▸ EXERCISE REQUIREMENTS
What lines of the data hold the string "many"? Pull each one out.

▸ TASK INPUT
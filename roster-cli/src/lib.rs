//! roster-sync: queue-driven maintenance of a team skills roster
//!
//! The master roster (teams, employees, skills, certifications) lives in an
//! Excel workbook. Changes are queued in a second workbook, one sheet per
//! operation kind, and applied in a fixed order by [`reconcile::Reconciler`].

pub mod cli;
pub mod config;
pub mod reconcile;
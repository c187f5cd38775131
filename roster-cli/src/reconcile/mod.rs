//! Roster reconciliation
//!
//! Applies a queued batch of change-requests (removals, additions, updates)
//! to the master roster of teams, employees, skills and certifications while
//! keeping referential integrity. Requests that cannot be applied are
//! collected as rejected records instead of failing the run.

pub mod batch;
pub mod driver;
pub mod excel;
pub mod integrity;
pub mod pipeline;
pub mod reject;
pub mod remove;
pub mod seed;
pub mod store;
pub mod summary;
pub mod types;
pub mod upsert;

#[cfg(test)]
mod testing;

pub use batch::{ChangeBatch, OperationKind, RawBatch};
pub use driver::{ReconcileIo, Reconciler, RunOptions, RunReport};
pub use excel::XlsxWorkspace;
pub use integrity::IntegrityIssue;
pub use pipeline::{StageOutput, apply_batch, reconcile};
pub use reject::{RejectReason, RejectedRecord, Rejections};
pub use store::{RecordKey, Store};
pub use summary::{KindCounts, RunSummary};
pub use types::*;
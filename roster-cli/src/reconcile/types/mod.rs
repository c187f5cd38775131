//! Core types for reconciliation

mod entity;
mod row;
mod value;

pub use entity::*;
pub use row::*;
pub use value::*;
//! In-memory master dataset
//!
//! The store is a passive container for the four master tables. Each table is
//! keyed by its natural id and keeps rows in insertion order, which is the
//! order they are written back in. Beyond key uniqueness it performs no
//! validation; the pipeline stages keep foreign keys resolvable.

use std::collections::HashSet;
use std::hash::Hash;

use anyhow::{Context, Result, bail};
use indexmap::{Equivalent, IndexMap, map::Values};

use super::types::{Certification, Employee, Row, Skill, TableKind, TableRow, Team};

/// Key used by [`Store::contains`]
#[derive(Debug, Clone, Copy, PartialEq, Eq)]
pub enum RecordKey<'a> {
    /// Natural id of a team, employee or skill
    Id(&'a str),
    /// (employee_id, skill_id) of a certification
    Pair(&'a str, &'a str),
}

type PairKey = (String, String);

/// Borrowed form of [`PairKey`]; hashes the same as the owned tuple
#[derive(Hash)]
struct PairRef<'a>(&'a str, &'a str);

impl Equivalent<PairKey> for PairRef<'_> {
    fn equivalent(&self, key: &PairKey) -> bool {
        self.0 == key.0 && self.1 == key.1
    }
}

/// The four master tables
#[derive(Debug, Clone, Default, PartialEq)]
pub struct Store {
    teams: IndexMap<String, Team>,
    employees: IndexMap<String, Employee>,
    skills: IndexMap<String, Skill>,
    certifications: IndexMap<PairKey, Certification>,
}

impl Store {
    pub fn new() -> Self {
        Self::default()
    }

    pub fn teams(&self) -> Values<'_, String, Team> {
        self.teams.values()
    }

    pub fn employees(&self) -> Values<'_, String, Employee> {
        self.employees.values()
    }

    pub fn skills(&self) -> Values<'_, String, Skill> {
        self.skills.values()
    }

    pub fn certifications(&self) -> Values<'_, PairKey, Certification> {
        self.certifications.values()
    }

    pub fn team(&self, team_id: &str) -> Option<&Team> {
        self.teams.get(team_id)
    }

    pub fn employee(&self, employee_id: &str) -> Option<&Employee> {
        self.employees.get(employee_id)
    }

    pub fn skill(&self, skill_id: &str) -> Option<&Skill> {
        self.skills.get(skill_id)
    }

    pub fn certification(&self, employee_id: &str, skill_id: &str) -> Option<&Certification> {
        self.certifications.get(&PairRef(employee_id, skill_id))
    }

    /// Number of rows in a table
    pub fn len(&self, table: TableKind) -> usize {
        match table {
            TableKind::Teams => self.teams.len(),
            TableKind::Employees => self.employees.len(),
            TableKind::Skills => self.skills.len(),
            TableKind::Certifications => self.certifications.len(),
        }
    }

    /// Rows of a table as generic row-records
    pub fn get(&self, table: TableKind) -> Vec<Row> {
        match table {
            TableKind::Teams => to_rows(self.teams.values()),
            TableKind::Employees => to_rows(self.employees.values()),
            TableKind::Skills => to_rows(self.skills.values()),
            TableKind::Certifications => to_rows(self.certifications.values()),
        }
    }

    /// Column layout of a table: modelled columns, then extra columns in
    /// first-seen order, each row's extras in header order
    pub fn columns(&self, table: TableKind) -> Vec<String> {
        match table {
            TableKind::Teams => columns_of(self.teams.values()),
            TableKind::Employees => columns_of(self.employees.values()),
            TableKind::Skills => columns_of(self.skills.values()),
            TableKind::Certifications => columns_of(self.certifications.values()),
        }
    }

    /// Parse `rows` into typed entities and swap them in as the table contents
    ///
    /// Fails without touching the store if any row is malformed or repeats a
    /// key already seen earlier in `rows`.
    pub fn replace(&mut self, table: TableKind, rows: Vec<Row>) -> Result<()> {
        match table {
            TableKind::Teams => self.teams = parse_rows(&rows, |t: &Team| t.team_id.clone())?,
            TableKind::Employees => {
                self.employees = parse_rows(&rows, |e: &Employee| e.employee_id.clone())?
            }
            TableKind::Skills => self.skills = parse_rows(&rows, |s: &Skill| s.skill_id.clone())?,
            TableKind::Certifications => {
                self.certifications = parse_rows(&rows, |c: &Certification| pair_key(c))?
            }
        }
        Ok(())
    }

    /// Check whether a key is present in a table
    ///
    /// Teams, employees and skills take [`RecordKey::Id`]; certifications take
    /// [`RecordKey::Pair`]. A key of the other shape never matches.
    pub fn contains(&self, table: TableKind, key: RecordKey<'_>) -> bool {
        match (table, key) {
            (TableKind::Teams, RecordKey::Id(id)) => self.teams.contains_key(id),
            (TableKind::Employees, RecordKey::Id(id)) => self.employees.contains_key(id),
            (TableKind::Skills, RecordKey::Id(id)) => self.skills.contains_key(id),
            (TableKind::Certifications, RecordKey::Pair(employee_id, skill_id)) => self
                .certifications
                .contains_key(&PairRef(employee_id, skill_id)),
            _ => false,
        }
    }

    /// Employees whose team_id points at `team_id`
    pub fn employees_on_team<'a>(&'a self, team_id: &'a str) -> impl Iterator<Item = &'a Employee> {
        self.employees.values().filter(move |e| e.team_id == team_id)
    }

    /// Add a team, or overwrite the row with the same id in place
    pub fn insert_team(&mut self, team: Team) {
        self.teams.insert(team.team_id.clone(), team);
    }

    /// Add an employee, or overwrite the row with the same id in place
    pub fn insert_employee(&mut self, employee: Employee) {
        self.employees.insert(employee.employee_id.clone(), employee);
    }

    /// Add a skill, or overwrite the row with the same id in place
    pub fn insert_skill(&mut self, skill: Skill) {
        self.skills.insert(skill.skill_id.clone(), skill);
    }

    pub fn team_mut(&mut self, team_id: &str) -> Option<&mut Team> {
        self.teams.get_mut(team_id)
    }

    /// Delete a team row, returning whether it existed
    pub fn remove_team(&mut self, team_id: &str) -> bool {
        self.teams.shift_remove(team_id).is_some()
    }

    /// Delete employees by id, returning how many rows went away
    pub fn remove_employees(&mut self, employee_ids: &HashSet<String>) -> usize {
        let before = self.employees.len();
        self.employees.retain(|id, _| !employee_ids.contains(id));
        before - self.employees.len()
    }

    /// Delete skills by id, returning how many rows went away
    pub fn remove_skills(&mut self, skill_ids: &HashSet<String>) -> usize {
        let before = self.skills.len();
        self.skills.retain(|id, _| !skill_ids.contains(id));
        before - self.skills.len()
    }

    /// Delete every certification matching `predicate`
    pub fn remove_certifications_where<F>(&mut self, mut predicate: F) -> usize
    where
        F: FnMut(&Certification) -> bool,
    {
        let before = self.certifications.len();
        self.certifications.retain(|_, c| !predicate(c));
        before - self.certifications.len()
    }

    /// Insert a certification, dropping any prior record for the same pair
    ///
    /// Returns true when an existing record was replaced. The new record is
    /// always placed at the end of the table.
    pub fn upsert_certification(&mut self, certification: Certification) -> bool {
        let key = pair_key(&certification);
        let replaced = self.certifications.shift_remove(&key).is_some();
        self.certifications.insert(key, certification);
        replaced
    }
}

fn pair_key(certification: &Certification) -> PairKey {
    (
        certification.employee_id.clone(),
        certification.skill_id.clone(),
    )
}

fn to_rows<'a, T: TableRow + 'a>(items: impl Iterator<Item = &'a T>) -> Vec<Row> {
    items.map(T::to_row).collect()
}

fn columns_of<'a, T: TableRow + 'a>(items: impl Iterator<Item = &'a T>) -> Vec<String> {
    let mut columns: Vec<String> = T::TABLE.columns().iter().map(|c| c.to_string()).collect();
    let mut seen: HashSet<String> = columns.iter().cloned().collect();
    for item in items {
        for column in item.extra().keys() {
            if seen.insert(column.clone()) {
                columns.push(column.clone());
            }
        }
    }
    columns
}

fn parse_rows<T, K, F>(rows: &[Row], key_of: F) -> Result<IndexMap<K, T>>
where
    T: TableRow,
    K: Hash + Eq + std::fmt::Debug,
    F: Fn(&T) -> K,
{
    let mut table = IndexMap::with_capacity(rows.len());
    for (idx, row) in rows.iter().enumerate() {
        let item = T::from_row(row).with_context(|| format!("{} row {}", T::TABLE, idx + 1))?;
        let key = key_of(&item);
        if table.contains_key(&key) {
            bail!("{} row {}: duplicate key {:?}", T::TABLE, idx + 1, key);
        }
        table.insert(key, item);
    }
    Ok(table)
}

▸ WRITTEN ANSWER
    /// Delete employees by id, returning how many rows went away
    /// Delete skills by id, returning how many rows went away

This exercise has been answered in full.